A wizard is left a pot by his deceased father, and inside is a small, single slipper. The Muggles of the town come to the wizard in hopes that he would be as kind as his father, but he sends them all away. The Hopping Pot manifests each of the townspeople’s ailments that the wizard refuses to help. By the time the wizard has had enough, the pot does all sorts of nasty things: vomiting, spitting slugs, braying like a donkey, clacking around on its single brass foot, and it’s totally covered in warts. Finally, the wizard goes to the townspeople and offers his services, and the Hopping Pot offers up his slipper for his obnoxious foot.

Obviously, this is a story for young wizards about using magic for good. The interesting thing is that it was actually taken out of existence later because it was so pro-Muggle. It’s sort of depressing that a story that had such an important message was destroyed because of prejudices against Muggles. Perhaps JKR was making a censorship statement with this add-on.

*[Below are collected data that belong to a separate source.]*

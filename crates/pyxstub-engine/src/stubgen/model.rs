//! Declaration model shared by every pipeline stage.
//!
//! Declarations are built once by the extractor and never restructured.
//! Later stages only fill two write-once slots: the classifier's
//! [`Decision`] and the resolver's [`Resolution`].

use crate::parser::ast::ParamKind;
use crate::parser::token::Span;
use once_cell::sync::OnceCell;
use rustc_hash::FxHashMap;
use std::path::PathBuf;

#[derive(Debug, Clone, Copy, PartialEq, Eq, Hash)]
pub enum DeclKind {
    Module,
    Class,
    Function,
    Method,
    Attribute,
    Property,
    Import,
    /// A statement that was not understood, kept for diagnostics only
    Opaque,
}

/// Visibility qualifier as written in the source.
#[derive(Debug, Clone, Copy, PartialEq, Eq, Hash)]
pub enum NativeVisibility {
    /// Callable from Python (`def`, `cpdef`, plain assignments)
    Public,
    /// Only reachable from native code (`cdef`, structs, ctypedefs)
    ImplementationOnly,
    /// Both (`cdef class`, `cdef public`/`readonly` attributes)
    Hybrid,
}

impl NativeVisibility {
    pub fn is_visible(self) -> bool {
        !matches!(self, NativeVisibility::ImplementationOnly)
    }
}

#[derive(Debug, Clone, Copy, PartialEq, Eq, Hash)]
pub enum AccessorRole {
    Getter,
    Setter,
    Deleter,
}

/// Marks a declaration as one accessor of a property.
#[derive(Debug, Clone, PartialEq, Eq)]
pub struct Accessor {
    pub property: String,
    pub role: AccessorRole,
}

/// Getter/setter/deleter of one property, by `source_order`.
#[derive(Debug, Clone, Copy, Default, PartialEq, Eq)]
pub struct PropertyLink {
    pub getter: Option<u32>,
    pub setter: Option<u32>,
    pub deleter: Option<u32>,
}

impl PropertyLink {
    pub fn set(&mut self, role: AccessorRole, order: u32) {
        let slot = match role {
            AccessorRole::Getter => &mut self.getter,
            AccessorRole::Setter => &mut self.setter,
            AccessorRole::Deleter => &mut self.deleter,
        };
        slot.get_or_insert(order);
    }
}

/// `(declaring class qualified name, property name)`
pub type PropertyKey = (String, String);

/// A decorator as written.
#[derive(Debug, Clone, PartialEq, Eq)]
pub struct DecoratorRef {
    pub name: String,
    pub args: Option<String>,
    pub span: Span,
}

#[derive(Debug, Clone, PartialEq, Eq)]
pub struct Parameter {
    pub name: String,
    pub kind: ParamKind,
    pub annotation: Option<String>,
    pub native_type: Option<String>,
    pub has_default: bool,
}

/// How a referenced type name was resolved.
#[derive(Debug, Clone, Copy, PartialEq, Eq, Hash)]
pub enum ResolvedVia {
    /// A builtin name; needs no import
    Builtin,
    /// Declared by the module itself
    Local,
    /// Bound by the module's own import at this index of `Module::imports`
    Binding(usize),
    /// Found by following `cimport`s from the module
    ImportChain { hops: usize },
    /// Declared by an explicit cimport-types override
    Override,
    /// Canonical import of a preserved decorator
    Canonical,
    Unresolved,
}

/// A dotted type name plus the module it comes from.
#[derive(Debug, Clone, PartialEq, Eq, Hash)]
pub struct TypeReference {
    pub name: String,
    /// Owning module path, `None` for builtins, locals and unresolved names
    pub module: Option<String>,
    pub via: ResolvedVia,
}

impl TypeReference {
    pub fn new(name: impl Into<String>, module: Option<String>, via: ResolvedVia) -> Self {
        Self {
            name: name.into(),
            module,
            via,
        }
    }

    /// Parse `pkg.mod.Name` into `Name` owned by `pkg.mod`.
    pub fn from_qualified(text: &str, via: ResolvedVia) -> Option<Self> {
        let text = text.trim();
        let (module, name) = text.rsplit_once('.')?;
        if module.is_empty() || name.is_empty() {
            return None;
        }
        Some(Self::new(name, Some(module.to_string()), via))
    }

    /// Whether the stub needs an import statement that is not one of the
    /// module's own.
    pub fn needs_synthesized_import(&self) -> bool {
        matches!(
            self.via,
            ResolvedVia::ImportChain { .. } | ResolvedVia::Override | ResolvedVia::Canonical
        )
    }
}

/// One name bound by an import statement.
#[derive(Debug, Clone, PartialEq, Eq)]
pub struct ImportBinding {
    /// Name bound in the module namespace (`np`, `os`, `T`)
    pub bound_name: String,
    /// Module as written, leading dots kept
    pub written_module: String,
    /// Absolute module path
    pub module: String,
    /// Imported member of a `from` import
    pub member: Option<String>,
    pub alias: Option<String>,
    pub cimport: bool,
    /// `import x as x` / `from m import y as y`
    pub reexport: bool,
    pub span: Span,
}

impl ImportBinding {
    /// Render in Python form; `cimport` becomes `import`.
    pub fn render(&self) -> String {
        let base = match &self.member {
            Some(member) => format!("from {} import {}", self.written_module, member),
            None => format!("import {}", self.written_module),
        };
        match &self.alias {
            Some(alias) => format!("{} as {}", base, alias),
            None => base,
        }
    }
}

#[derive(Debug, Clone, Copy, PartialEq, Eq)]
pub enum RenderedKind {
    Class,
    Function,
    Attribute,
    Import,
}

/// Why a declaration is left out of the stub.
#[derive(Debug, Clone, Copy, PartialEq, Eq)]
pub enum Exclusion {
    ImplementationOnly,
    DisallowedName,
    PrivateDunder,
    /// Setter/deleter, or accessor of a collapsed legacy property
    PropertyAccessor,
    Unsupported,
    /// Nested in an excluded declaration
    Parent,
}

#[derive(Debug, Clone, PartialEq, Eq)]
pub struct RenderedParam {
    pub name: String,
    pub kind: ParamKind,
    pub annotation: Option<String>,
    pub has_default: bool,
}

/// The type-bearing parts of a rendered declaration.
#[derive(Debug, Clone, Default, PartialEq, Eq)]
pub struct Signature {
    /// Attribute type or function return type
    pub type_text: Option<String>,
    pub params: Vec<RenderedParam>,
    pub bases: Vec<String>,
}

impl Signature {
    /// Every annotation text of the signature, in rendering order.
    pub fn texts(&self) -> impl Iterator<Item = &str> {
        self.bases
            .iter()
            .map(String::as_str)
            .chain(self.params.iter().filter_map(|p| p.annotation.as_deref()))
            .chain(self.type_text.as_deref())
    }

    /// Apply `f` to every annotation text.
    pub fn map_texts(&self, mut f: impl FnMut(&str) -> String) -> Signature {
        Signature {
            type_text: self.type_text.as_deref().map(&mut f),
            params: self
                .params
                .iter()
                .map(|p| RenderedParam {
                    annotation: p.annotation.as_deref().map(&mut f),
                    ..p.clone()
                })
                .collect(),
            bases: self.bases.iter().map(|b| f(b)).collect(),
        }
    }
}

/// A decorator kept on the rendered declaration.
#[derive(Debug, Clone, PartialEq, Eq)]
pub struct RenderedDecorator {
    /// Text after `@`
    pub text: String,
    /// Import needed for the canonical form, as `(module, name)`
    pub canonical_import: Option<(String, String)>,
}

/// The classifier's verdict, written once.
#[derive(Debug, Clone, PartialEq, Eq)]
pub struct Decision {
    pub include: bool,
    pub rendered_kind: RenderedKind,
    pub signature: Signature,
    pub decorators: Vec<RenderedDecorator>,
    pub exclusion: Option<Exclusion>,
}

impl Decision {
    pub fn excluded(kind: RenderedKind, reason: Exclusion) -> Self {
        Self {
            include: false,
            rendered_kind: kind,
            signature: Signature::default(),
            decorators: Vec::new(),
            exclusion: Some(reason),
        }
    }

    pub fn included(kind: RenderedKind, signature: Signature) -> Self {
        Self {
            include: true,
            rendered_kind: kind,
            signature,
            decorators: Vec::new(),
            exclusion: None,
        }
    }
}

/// The resolver's result, written once: the signature with unresolved
/// names replaced, plus every name it references.
#[derive(Debug, Clone, PartialEq, Eq)]
pub struct Resolution {
    pub signature: Signature,
    pub references: Vec<TypeReference>,
}

#[derive(Debug, Clone)]
pub struct Declaration {
    pub kind: DeclKind,
    pub name: String,
    /// Dotted name relative to the module (`Cls.meth`)
    pub qualified_name: String,
    pub visibility: NativeVisibility,
    /// Declared with native syntax (`cdef`/`cpdef`)
    pub native: bool,
    /// Python annotation; the return annotation for functions
    pub annotation: Option<String>,
    /// Native type as written; the return type for functions
    pub native_type: Option<String>,
    pub docstring: Option<String>,
    pub decorators: Vec<DecoratorRef>,
    pub params: Vec<Parameter>,
    pub bases: Vec<String>,
    pub is_async: bool,
    pub accessor: Option<Accessor>,
    /// Index into `Module::imports` for import declarations
    pub import: Option<usize>,
    /// Source text of an opaque declaration
    pub opaque_text: Option<String>,
    /// Why an opaque declaration could not be parsed
    pub opaque_reason: Option<String>,
    pub children: Vec<Declaration>,
    pub source_order: u32,
    pub span: Span,
    decision: OnceCell<Decision>,
    resolution: OnceCell<Resolution>,
}

impl Declaration {
    pub fn new(kind: DeclKind, name: impl Into<String>, qualified_name: impl Into<String>) -> Self {
        Self {
            kind,
            name: name.into(),
            qualified_name: qualified_name.into(),
            visibility: NativeVisibility::Public,
            native: false,
            annotation: None,
            native_type: None,
            docstring: None,
            decorators: Vec::new(),
            params: Vec::new(),
            bases: Vec::new(),
            is_async: false,
            accessor: None,
            import: None,
            opaque_text: None,
            opaque_reason: None,
            children: Vec::new(),
            source_order: 0,
            span: Span::new(0, 0, 0, 0),
            decision: OnceCell::new(),
            resolution: OnceCell::new(),
        }
    }

    pub fn decision(&self) -> Option<&Decision> {
        self.decision.get()
    }

    /// Record the classifier's decision; fails if one was already recorded.
    pub fn decide(&self, decision: Decision) -> Result<(), Decision> {
        self.decision.set(decision)
    }

    pub fn resolution(&self) -> Option<&Resolution> {
        self.resolution.get()
    }

    /// Record the resolver's result; fails if one was already recorded.
    pub fn resolve(&self, resolution: Resolution) -> Result<(), Resolution> {
        self.resolution.set(resolution)
    }

    pub fn is_included(&self) -> bool {
        self.decision().is_some_and(|d| d.include)
    }

    /// Depth-first walk over this declaration and its descendants.
    pub fn walk<'a>(&'a self, f: &mut impl FnMut(&'a Declaration)) {
        f(self);
        for child in &self.children {
            child.walk(f);
        }
    }
}

/// One source module and everything extracted from it.
#[derive(Debug, Clone)]
pub struct Module {
    /// Dotted module path (`pkg.sub.mod`)
    pub path: String,
    pub file: Option<PathBuf>,
    pub source: String,
    /// An `__init__` module
    pub is_package: bool,
    pub docstring: Option<String>,
    pub declarations: Vec<Declaration>,
    /// Import bindings in source order
    pub imports: Vec<ImportBinding>,
    pub explicit_cimport_types: Vec<TypeReference>,
    /// Qualified name (relative to the module) to literal type text
    pub explicit_annotation_overrides: FxHashMap<String, String>,
    pub property_links: FxHashMap<PropertyKey, PropertyLink>,
}

impl Module {
    pub fn new(path: impl Into<String>, source: impl Into<String>) -> Self {
        Self {
            path: path.into(),
            file: None,
            source: source.into(),
            is_package: false,
            docstring: None,
            declarations: Vec::new(),
            imports: Vec::new(),
            explicit_cimport_types: Vec::new(),
            explicit_annotation_overrides: FxHashMap::default(),
            property_links: FxHashMap::default(),
        }
    }

    /// The package relative imports are resolved against.
    pub fn package_path(&self) -> &str {
        if self.is_package {
            &self.path
        } else {
            self.path.rsplit_once('.').map(|(pkg, _)| pkg).unwrap_or("")
        }
    }

    /// The binding currently bound to `name` (later imports shadow earlier ones).
    pub fn binding(&self, name: &str) -> Option<(usize, &ImportBinding)> {
        self.imports
            .iter()
            .enumerate()
            .rev()
            .find(|(_, b)| b.bound_name == name)
    }

    /// The binding a dotted `reference` is reached through.
    ///
    /// Plain `import a.b` and `import a.c` both bind `a`; `a.b.T` needs the
    /// one whose module is the longest prefix of the reference. Otherwise
    /// the binding of the root name applies.
    pub fn binding_for(&self, reference: &str) -> Option<(usize, &ImportBinding)> {
        let root = reference.split('.').next().unwrap_or(reference);
        let submodule = self
            .imports
            .iter()
            .enumerate()
            .filter(|(_, b)| b.bound_name == root && b.member.is_none() && b.alias.is_none())
            .filter(|(_, b)| reference.strip_prefix(b.module.as_str()).is_some_and(|rest| rest.starts_with('.')))
            .max_by_key(|(index, b)| (b.module.len(), *index));
        submodule.or_else(|| self.binding(root))
    }

    /// Depth-first walk over every declaration.
    pub fn walk<'a>(&'a self, mut f: impl FnMut(&'a Declaration)) {
        for decl in &self.declarations {
            decl.walk(&mut f);
        }
    }

    /// Find a declaration by its `source_order`.
    pub fn find(&self, order: u32) -> Option<&Declaration> {
        let mut found = None;
        self.walk(|decl| {
            if decl.source_order == order {
                found = Some(decl);
            }
        });
        found
    }

    /// Find a declaration by module-relative qualified name.
    pub fn find_qualified(&self, qualified_name: &str) -> Option<&Declaration> {
        let mut found = None;
        self.walk(|decl| {
            if found.is_none() && decl.qualified_name == qualified_name {
                found = Some(decl);
            }
        });
        found
    }

    /// Whether `name` is an included top-level class or attribute.
    pub fn defines(&self, name: &str) -> bool {
        self.declarations.iter().any(|decl| {
            decl.name == name
                && decl.is_included()
                && matches!(decl.kind, DeclKind::Class | DeclKind::Attribute)
        })
    }
}

/// Every module of one stub-generation run, ordered by path.
#[derive(Debug, Clone, Default)]
pub struct Package {
    pub modules: Vec<Module>,
}

impl Package {
    pub fn new(mut modules: Vec<Module>) -> Self {
        modules.sort_by(|a, b| a.path.cmp(&b.path));
        Self { modules }
    }

    pub fn get(&self, path: &str) -> Option<&Module> {
        self.modules
            .binary_search_by(|m| m.path.as_str().cmp(path))
            .ok()
            .map(|i| &self.modules[i])
    }

    pub fn contains(&self, path: &str) -> bool {
        self.get(path).is_some()
    }
}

While this is a wizard fairy tale, we Muggles can have our own moral of the story: use our lives for good. All too often we go through our days wrapped up in our own problems that we can’t see the suffering of others. I’m not even talking about the obvious stuff- homeless on the street corners, sick person in my hospital bed. Suffering is often much more abstract and not worn like a t-shirt. Just as the wizard can make a Muggles’ day better by easily curing warts, we can easily make someone’s day even just a little bit better. It doesn’t require money or a ton of work or a bleeding heart liberal view- it may just takes a simple smile or a sincere thank you. A little bit often goes a long way. We are all fragile beings. We should act more like a team, rather than every Muggle for himself.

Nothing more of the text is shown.